今回会場に足を運んで驚かされたのが、女性ファンの多さでした。え、あなたたち本当にAKBファンなの? 今までどこに隠れていたの? 秋葉原の劇場でも東京ドームでも幕張メッセでも全然見かけないけど、という雰囲気の女性がやたらと目立ちました。一言でいうと港区女子です。私が入場したのは2023年8月6日(日)ですが、パリッとメイクを決めておしゃれな格好の20代女性が本当に多く、男女比で言うと3:7くらいで明らかに女性が多かったです。

想像するに、学生時代に「ヘビーローテーション」とか「恋するフォーチュンクッキー」がやたらと流行し、体育祭の応援歌がこうした曲の替え歌だったり、TVをつけたら渡辺麻友さんが歌っていたり、という年代で、彼女たちが成長して「青春時代のアイドルを見に行こう」という気分なのでしょう(ひところやけに「セーラームーン」がリバイバルしていたのも似たような事情だと思います)。

そして彼女たちにしてみれば渡辺麻友さんらAKBメンバーが「素敵な衣装を着こなす憧れの対象」であり、とはいえ「あー、よっしゃいくぞー」とかいう(男の自分でもなんじゃそりゃと思う)コールがかかるコンサート会場や、男だらけのAKB劇場に行くのはハードルが高く、他方で百貨店なら心理的ハードルは低いので足を運んでみた、という次第かと想像します。

男性ファンが少なかったのは(この日はたまたま?)、アイドルファンだけではなく、男性全般に言える「衣装」への関心がまだまだ薄いからではないでしょうか。
私自身は人前でヴァイオリンをたまに演奏する立場である以上、舞台に立つ際にはタキシード仮面のような格好をする必要があり、スリーピースのブラックスーツやカフスボタンやシルバーネクタイなどを持っています。ただこれもお客さんのためにそういう服装をしているわけではなく、楽譜へのリスペクトのために行わなければなりません。オーケストラの楽団員が燕尾服などを着用しているのもそのような理由です。
こうしたことから、アイドルの衣装についても「"舞台"という非日常を演出するツールとはどのようなものか?」という観点から大いに興味があり足を運んでみたのですが、これだけ女性客がじつは多いのであれば、もしかするとAKBは女性ファンを取りこぼしているのではないかという気がしました。

この会場はそれほど広いわけではなく、じっくり見ても30分ほどですべて回ることができます。
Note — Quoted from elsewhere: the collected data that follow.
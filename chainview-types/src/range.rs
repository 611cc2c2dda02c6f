//! Named chart ranges and the policy table that maps them to windows and bucket widths.

use std::fmt;
use std::str::FromStr;

use serde::{Deserialize, Serialize};

use crate::ChainviewError;

/// A named chart range as selected in the UI.
#[derive(Debug, Clone, Copy, PartialEq, Eq, Hash, PartialOrd, Ord, Serialize, Deserialize)]
pub enum TimeRange {
    /// Last hour.
    #[serde(rename = "1H")]
    H1,
    /// Last 24 hours.
    #[serde(rename = "24H")]
    H24,
    /// Last 7 days.
    #[serde(rename = "7D")]
    D7,
    /// Last 30 days.
    #[serde(rename = "30D")]
    D30,
}

impl TimeRange {
    /// All ranges, shortest first.
    pub const ALL: [Self; 4] = [Self::H1, Self::H24, Self::D7, Self::D30];

    /// Canonical token, as accepted by [`FromStr`].
    #[must_use]
    pub const fn token(self) -> &'static str {
        match self {
            Self::H1 => "1H",
            Self::H24 => "24H",
            Self::D7 => "7D",
            Self::D30 => "30D",
        }
    }
}

impl fmt::Display for TimeRange {
    fn fmt(&self, f: &mut fmt::Formatter<'_>) -> fmt::Result {
        f.write_str(self.token())
    }
}

impl FromStr for TimeRange {
    type Err = ChainviewError;

    fn from_str(s: &str) -> Result<Self, Self::Err> {
        let trimmed = s.trim();
        Self::ALL
            .into_iter()
            .find(|r| r.token().eq_ignore_ascii_case(trimmed))
            .ok_or_else(|| ChainviewError::invalid_range(s))
    }
}

/// Upper bound on the number of buckets in one grid.
///
/// Grids and range tables that would need more are rejected with `InvalidArg`.
pub const MAX_BUCKETS: usize = 100_000;

/// Policy entry: how far back a range looks and how wide its buckets are.
#[derive(Debug, Clone, Copy, PartialEq, Eq, Serialize, Deserialize)]
pub struct RangeSpec {
    /// Range this entry configures.
    pub range: TimeRange,
    /// Length of the window ending at "now", in seconds.
    pub window_secs: i64,
    /// Bucket width in seconds.
    pub bucket_width: i64,
}

impl RangeSpec {
    /// Build a policy entry.
    #[must_use]
    pub const fn new(range: TimeRange, window_secs: i64, bucket_width: i64) -> Self {
        Self {
            range,
            window_secs,
            bucket_width,
        }
    }
}

/// Adjustable range-to-bucket policy table.
///
/// The default table:
///
/// | Range | Window     | Bucket width |
/// |-------|------------|--------------|
/// | 1H    | 3 600 s    | 60 s         |
/// | 24H   | 86 400 s   | 900 s        |
/// | 7D    | 604 800 s  | 3 600 s      |
/// | 30D   | 2 592 000 s| 14 400 s     |
#[derive(Debug, Clone, PartialEq, Eq, Serialize, Deserialize)]
pub struct RangeTable {
    specs: Vec<RangeSpec>,
}

impl Default for RangeTable {
    fn default() -> Self {
        Self {
            specs: vec![
                RangeSpec::new(TimeRange::H1, 3_600, 60),
                RangeSpec::new(TimeRange::H24, 86_400, 900),
                RangeSpec::new(TimeRange::D7, 604_800, 3_600),
                RangeSpec::new(TimeRange::D30, 2_592_000, 14_400),
            ],
        }
    }
}

impl RangeTable {
    /// A table with no entries; every lookup fails until specs are added.
    #[must_use]
    pub const fn empty() -> Self {
        Self { specs: Vec::new() }
    }

    /// Replace the entry for `spec.range`, or add it if absent.
    #[must_use]
    pub fn with_spec(mut self, spec: RangeSpec) -> Self {
        if let Some(existing) = self.specs.iter_mut().find(|s| s.range == spec.range) {
            *existing = spec;
        } else {
            self.specs.push(spec);
        }
        self
    }

    /// Look up the entry for a range.
    #[must_use]
    pub fn spec(&self, range: TimeRange) -> Option<&RangeSpec> {
        self.specs.iter().find(|s| s.range == range)
    }

    /// Entries in insertion order.
    pub fn iter(&self) -> impl Iterator<Item = &RangeSpec> {
        self.specs.iter()
    }

    /// Check every entry has a positive window and bucket width, fits in
    /// [`MAX_BUCKETS`] buckets, and that no range appears twice.
    ///
    /// The bucket budget leaves room for the partial buckets at either end of
    /// a grid anchored inside the window.
    ///
    /// # Errors
    /// Returns `InvalidBucketWidth` for a non-positive width and `InvalidArg`
    /// for a non-positive window, an oversized window or a duplicate range.
    pub fn validate(&self) -> Result<(), ChainviewError> {
        for (i, s) in self.specs.iter().enumerate() {
            if s.bucket_width <= 0 {
                return Err(ChainviewError::InvalidBucketWidth {
                    width: s.bucket_width,
                });
            }
            if s.window_secs <= 0 {
                return Err(ChainviewError::InvalidArg(format!(
                    "range {} has non-positive window {}s",
                    s.range, s.window_secs
                )));
            }
            let buckets = (s.window_secs / s.bucket_width).saturating_add(2);
            if buckets > MAX_BUCKETS as i64 {
                return Err(ChainviewError::InvalidArg(format!(
                    "range {} needs more than {MAX_BUCKETS} buckets of {}s",
                    s.range, s.bucket_width
                )));
            }
            if self.specs[..i].iter().any(|prev| prev.range == s.range) {
                return Err(ChainviewError::InvalidArg(format!(
                    "range {} is configured more than once",
                    s.range
                )));
            }
        }
        Ok(())
    }
}

/// Concrete `[start, end)` window and bucket width produced by resolving a range.
#[derive(Debug, Clone, Copy, PartialEq, Eq, Serialize, Deserialize)]
pub struct RangeWindow {
    /// Inclusive start, seconds since epoch.
    pub start: i64,
    /// Exclusive end, seconds since epoch.
    pub end: i64,
    /// Bucket width in seconds.
    pub bucket_width: i64,
}

impl RangeWindow {
    /// Whether `ts` lies inside `[start, end)`.
    #[must_use]
    pub const fn contains(&self, ts: i64) -> bool {
        self.start <= ts && ts < self.end
    }
}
ただし、AKBを長く応援してきた方にとっては、かつてセンターを務めたアイドルがほぼ全員卒業した今、当時のグループの姿を思い起こし、これからのAKBに思いを馳せる、濃密な体験となるでしょう。
私は渡辺麻友さんのことをふたたび思い起こし、過ぎ去った時は二度と戻らないこと、戻らないからこそその「時」は貴重であること、だからこそ一瞬一瞬を大切にしなければならないと痛感し、帰路につきました。